コーヒー溺路線
「……」
俊平は切れてしまいそうな程唇を強く噛んだ。
視線の先には企画発足部に移動した彩子が、見知らぬ男と親しげに歩いている姿がある。
その男は誰だ。
俊平は余りの嫉妬に発狂しそうだ。
もちろんその男は松太郎である。
「松太郎さん。家でご飯食べて行きます?」
「本当かい、嬉しいな。ぜひ彩子の手料理が食べたいよ」
ふふふと彩子は恥ずかしそうに笑った。
松太郎は彩子の肩を抱いて自分の車の助手席へ促した。その行為に彩子は慣れた様子で、小さくありがとうと呟くと松太郎の車へ乗り込んだ。
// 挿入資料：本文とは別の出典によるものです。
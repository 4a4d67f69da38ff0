//! # Schema Context Error Types
//!
//! Only a few conditions in the extraction pipeline are real errors. Most
//! failures are absorbed by the component that can compensate for them:
//!
//! - a failing or absent LLM suggester degrades to rule-based terms
//!   ([`SuggestError`] never leaves the term extractor)
//! - an empty candidate set triggers the configured fallback
//! - a failing metadata query degrades that field to zero/empty
//!   ([`GraphStoreError::Query`] never leaves the metadata fetcher)
//!
//! What reaches the caller is [`ExtractionError`]: the graph store was
//! unreachable for every candidate, so an empty schema context would be
//! misleading.

use thiserror::Error;

/// Errors raised by a [`crate::graph_store::GraphStore`] implementation
#[derive(Debug, Clone, Error, PartialEq)]
pub enum GraphStoreError {
    /// Connection-level failure; the store cannot answer anything right now
    #[error("Graph store unavailable: {message}")]
    Unavailable { message: String },
    /// A single meta-query failed (missing label, permission, bad row, ...)
    #[error("Meta-query `{query}` failed for `{target}`: {message}")]
    Query {
        query: &'static str,
        target: String,
        message: String,
    },
}

impl GraphStoreError {
    pub fn unavailable(message: impl Into<String>) -> Self {
        GraphStoreError::Unavailable {
            message: message.into(),
        }
    }

    pub fn query(query: &'static str, target: impl Into<String>, message: impl Into<String>) -> Self {
        GraphStoreError::Query {
            query,
            target: target.into(),
            message: message.into(),
        }
    }

    pub fn is_unavailable(&self) -> bool {
        matches!(self, GraphStoreError::Unavailable { .. })
    }
}

/// Errors surfaced by [`crate::schema_context::DynamicSchemaExtractor`]
#[derive(Debug, Clone, Error, PartialEq)]
pub enum ExtractionError {
    #[error("Graph store unavailable for all {candidates} schema candidates: {message}")]
    GraphStoreUnavailable { candidates: usize, message: String },
}

/// Errors building an extractor from configuration and running it once
#[derive(Debug, Error)]
pub enum SetupError {
    #[error(transparent)]
    Config(#[from] crate::config::ConfigError),
    #[error(transparent)]
    Mapping(#[from] MappingError),
    #[error(transparent)]
    GraphStore(#[from] GraphStoreError),
    #[error(transparent)]
    Extraction(#[from] ExtractionError),
}

/// Errors loading or validating mapping tables
#[derive(Debug, Clone, Error, PartialEq)]
pub enum MappingError {
    #[error("Failed to read mapping file: {error}")]
    ReadError { error: String },
    #[error("Failed to parse mapping file: {error}")]
    ParseError { error: String },
    #[error("Invalid term pattern `{pattern}`: {error}")]
    InvalidPattern { pattern: String, error: String },
    #[error("Invalid mapping configuration: {message}")]
    InvalidConfig { message: String },
}

/// Errors from an LLM term suggester
#[derive(Debug, Clone, Error, PartialEq)]
pub enum SuggestError {
    #[error("LLM request failed: {0}")]
    Request(String),
    #[error("LLM request timed out after {0:?}")]
    Timeout(std::time::Duration),
    #[error("Malformed LLM response: {0}")]
    MalformedResponse(String),
}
「何を作りましょうか。松太郎さんは何が食べたいですか?」
「ううん。スタンダードにハンバーグなんてどうだろう」
「それじゃあそうしましょう。材料を買う為にお店に寄り道をしても良いですか?」
「もちろんだ」
それから二人は、彩子の住むマンションの付近にあるスーパーマーケットへ行った。彩子はよくここで買い物をするのだと言う。
「挽き肉と玉葱と、それから」
買い物籠を抱えてそれに品物を入れていく彩子の後ろ姿を松太郎はただ見ていた。
なんだか新婚の夫婦のようだと思うと嬉しくなった。少し顔がにやけた自分が恥ずかしい。